A los 20 años, Goretzka disputó su primer partido en el Bernabéu con el Schalke, en marzo de 2015.
El equipo azul real se impuso por 4-3 al vigente campeón y gran favorito en el partido de vuelta de los octavos de final.
«Solo necesitábamos un gol para clasificarnos», dijo. «Benedikt Höwedes tuvo una gran ocasión en el tiempo de descuento. Fue el partido en el que Leroy Sané destacó por primera vez. Aunque no nos clasificamos, sigue siendo un recuerdo maravilloso porque recibimos un caluroso aplauso de la afición del Bernabéu».

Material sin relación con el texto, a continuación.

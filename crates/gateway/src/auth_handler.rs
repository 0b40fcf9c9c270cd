//! Handler fuer die Methoden des Auth-Service
//!
//! Uebersetzt zwischen Nachrichten und [`AuthService`] und bildet
//! `AuthError` je Methode auf `tonic::Status` ab.

use std::sync::Arc;

use tonic::{Request, Response, Status};
use torwache_auth::{AuthError, AuthService, FehlerKategorie};
use torwache_db::repository::{AuthRepository, UserRepository};

use crate::{
    error::INTERNER_FEHLER,
    nachrichten::{
        LoginRequest, LoginResponse, LogoutRequest, LogoutResponse, RegisterRequest,
        RegisterResponse,
    },
};

pub struct AuthHandler<U: UserRepository, A: AuthRepository> {
    auth: Arc<AuthService<U, A>>,
}

impl<U: UserRepository, A: AuthRepository> AuthHandler<U, A> {
    pub fn neu(auth: Arc<AuthService<U, A>>) -> Self {
        Self { auth }
    }

    pub async fn register(
        &self,
        request: Request<RegisterRequest>,
    ) -> Result<Response<RegisterResponse>, Status> {
        let body = request.into_inner();
        let benutzer = self
            .auth
            .registrieren(&body.email, &body.password, &body.name)
            .await
            .map_err(|e| registrierung_status(&e))?;

        Ok(Response::new(RegisterResponse {
            success: true,
            message: "Benutzer erfolgreich registriert".into(),
            user_id: benutzer.id.to_string(),
        }))
    }

    pub async fn login(
        &self,
        request: Request<LoginRequest>,
    ) -> Result<Response<LoginResponse>, Status> {
        let body = request.into_inner();
        let token = self
            .auth
            .anmelden(&body.email, &body.password)
            .await
            .map_err(|e| login_status(&e))?;

        Ok(Response::new(LoginResponse {
            success: true,
            message: "Anmeldung erfolgreich".into(),
            token,
        }))
    }

    pub async fn logout(
        &self,
        request: Request<LogoutRequest>,
    ) -> Result<Response<LogoutResponse>, Status> {
        let body = request.into_inner();
        self.auth
            .abmelden(&body.token)
            .await
            .map_err(|e| logout_status(&e))?;

        Ok(Response::new(LogoutResponse {
            success: true,
            message: "Abmeldung erfolgreich".into(),
        }))
    }
}

/// Interne Fehler werden geloggt und ohne Details gemeldet
fn intern(e: &AuthError) -> Status {
    tracing::error!(fehler = %e, "Interner Fehler im Auth-Handler");
    Status::internal(INTERNER_FEHLER)
}

fn registrierung_status(e: &AuthError) -> Status {
    match e.kategorie() {
        FehlerKategorie::Speicher | FehlerKategorie::Intern => intern(e),
        _ => Status::invalid_argument(e.to_string()),
    }
}

fn login_status(e: &AuthError) -> Status {
    match e.kategorie() {
        FehlerKategorie::RateLimit => Status::resource_exhausted(e.to_string()),
        FehlerKategorie::Speicher | FehlerKategorie::Intern => intern(e),
        _ => Status::unauthenticated(AuthError::UngueltigeAnmeldedaten.to_string()),
    }
}

fn logout_status(e: &AuthError) -> Status {
    match e.kategorie() {
        FehlerKategorie::Speicher | FehlerKategorie::Intern => intern(e),
        _ => Status::invalid_argument(AuthError::TokenUngueltig.to_string()),
    }
}

#[cfg(test)]
mod tests {
    use super::*;
    use std::time::Duration;
    use tonic::Code;
    use torwache_db::DbError;

    #[test]
    fn registrierung_meldet_validierung_unveraendert() {
        let status = registrierung_status(&AuthError::SchwachesPasswort("Passwort zu kurz".into()));
        assert_eq!(status.code(), Code::InvalidArgument);
        assert_eq!(status.message(), "Passwort zu kurz");

        let status = registrierung_status(&AuthError::BereitsRegistriert);
        assert_eq!(status.code(), Code::InvalidArgument);
        assert_eq!(status.message(), "Benutzer existiert bereits");
    }

    #[test]
    fn speicherfehler_werden_verallgemeinert() {
        let fehler = AuthError::Speicher(DbError::Zeitlimit(Duration::from_secs(5)));
        for status in [
            registrierung_status(&fehler),
            login_status(&fehler),
            logout_status(&fehler),
        ] {
            assert_eq!(status.code(), Code::Internal);
            assert_eq!(status.message(), INTERNER_FEHLER);
        }
    }

    #[test]
    fn login_codes() {
        assert_eq!(
            login_status(&AuthError::UngueltigeAnmeldedaten).code(),
            Code::Unauthenticated
        );
        assert_eq!(
            login_status(&AuthError::ZuVieleVersuche).code(),
            Code::ResourceExhausted
        );
    }

    #[test]
    fn logout_codes() {
        let status = logout_status(&AuthError::TokenUngueltig);
        assert_eq!(status.code(), Code::InvalidArgument);
        assert_eq!(status.message(), "Ungueltiger Token");
    }
}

Además de sus enfrentamientos en casa contra el Real Madrid con el Schalke y el Bayern, Goretzka volvió a jugar en Madrid, en un partido que describió como «una pesadilla».
«Por desgracia, bajo la dirección de Thomas Tuchel, disputamos ese partido en el que creíamos que ya habíamos llegado a la final, pero al final no fue suficiente», afirmó.
Goretzka se quedó en el banquillo durante los 90 minutos, y el Bayern ganaba 1-0 con un magnífico gol de Alphonso Davies; la victoria a domicilio bastaba para clasificarse tras el empate 2-2 de la ida, pero el suplente Joselu marcó dos goles en los últimos minutos para eliminar al Bayern en la edición de 2024.
Ahora, el equipo regresa al Bernabéu el martes con el objetivo de ser el que celebre esta vez, dos años después de la dura eliminación en los últimos instantes.
Y añadió Goretzka: «No hemos tenido mucho éxito frente al Real Madrid últimamente, y tenemos muchas ganas de cambiar las estadísticas de los últimos años».
El Bayern no ha conseguido ninguna victoria en sus últimos ocho partidos contra el 15 veces campeón de Europa, aunque todos ellos —excepto la derrota por 4-0 en la semifinal de 2014— fueron muy reñidos.
«Para cualquier alemán, el Real Madrid es sinónimo de la Liga de Campeones; son los campeones de esta competición y han sido el equipo dominante durante los últimos 10 o 15 años. Es un enfrentamiento entre dos gigantes del fútbol europeo», afirmó.